Moreover, referring to FIG. 9, second openings O2 may be formed at upper and lower ends of the first opening O1, respectively. Therefore, it can be said that the first opening O1 has a shape being elongated in a direction in which the second opening O2 is located.

According to this configuration of the present disclosure, with respect to the pack case 200, heat transfer suppression performance in the stacking direction of the battery module 100 may be secured without increasing the area of the opening O. That is, according to the above configuration, the opening O may block heat conduction in a horizontal direction through the pack case 200. In addition, in the above embodiment, a plurality of openings O may be disposed in a horizontal direction, and a horizontal separation distance between the openings O may be secured at a predetermined level or longer. Therefore, mechanical stability of the pack case 200 may be secured. In particular, the melting member 300 may be coupled to the opening O, and the thermal and mechanical stability of the melting member 300 may be inferior to that of the pack case 200. According to the above embodiment, the area of the pack case 200 is largely secured, so that mechanical stability by the pack case 200 may be ensured in a normal state and additionally, the pack case 200 may withstand high temperature and high pressure of the venting gas well even in an emergency situation where the venting gas is discharged. Therefore, a problem in which the structural stability of the pack case 200 is impaired, particularly, a problem in which the pack case 200 collapses in an emergency situation, and the like may be prevented.

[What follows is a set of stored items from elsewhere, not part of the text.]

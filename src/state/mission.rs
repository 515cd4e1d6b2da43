use crate::registry::Record;
use serde::{Deserialize, Serialize};
use std::fmt;

/// Free-form progress marker of one mission (e.g. "Not Started")
#[derive(Clone, Debug, PartialEq, Eq, Serialize, Deserialize)]
#[serde(transparent)]
pub struct MissionStatus(pub String);

impl MissionStatus {
    pub fn new(status: impl Into<String>) -> Self {
        Self(status.into())
    }

    pub fn as_str(&self) -> &str {
        &self.0
    }
}

impl fmt::Display for MissionStatus {
    fn fmt(&self, f: &mut fmt::Formatter<'_>) -> fmt::Result {
        f.write_str(&self.0)
    }
}

impl From<&str> for MissionStatus {
    fn from(status: &str) -> Self {
        Self::new(status)
    }
}

impl Record for MissionStatus {}
// Join-time snapshot push and mutation fan-out

mod broadcast;
mod join;

pub use broadcast::{announce, broadcast_update};
pub use join::sync_to_client;

use crate::state::{MissionStatus, NpcState};


/// Text rendering of a record for delivery to clients
pub trait SyncLine {
    /// Line sent to a client catching up after joining
    fn join_line(key: &str, value: &Self) -> String;

    /// Line sent to every client after the record changed
    fn update_line(key: &str, value: &Self) -> String;
}

impl SyncLine for MissionStatus {
    fn join_line(key: &str, value: &Self) -> String {
        format!("Mission: {}, State: {}", key, value)
    }

    fn update_line(key: &str, value: &Self) -> String {
        format!("Mission Updated: {} -> {}", key, value)
    }
}

impl SyncLine for NpcState {
    fn join_line(key: &str, value: &Self) -> String {
        format!(
            "NPC {} - Health: {}, Position: {}",
            key, value.health, value.position
        )
    }

    fn update_line(key: &str, value: &Self) -> String {
        format!(
            "NPC {} - Health: {}, Alive: {}, Position: {}",
            key, value.health, value.alive, value.position
        )
    }
}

At least some of the openings O may be formed to be positioned between the plurality of battery modules 100. This will be described in more detail with reference to FIG. 10.

FIG. 10 is a front view schematically illustrating some configurations of a pack case according to an embodiment of the present disclosure. For example, FIG. 10 may be referred to as a view illustrating a partial configuration of a form in which the front case 210 is viewed from the outside of the battery pack in the configuration of the battery pack of FIG. 2. However, for convenience of description, the battery module 100 located inside the pack case 200 is shown in a dotted line.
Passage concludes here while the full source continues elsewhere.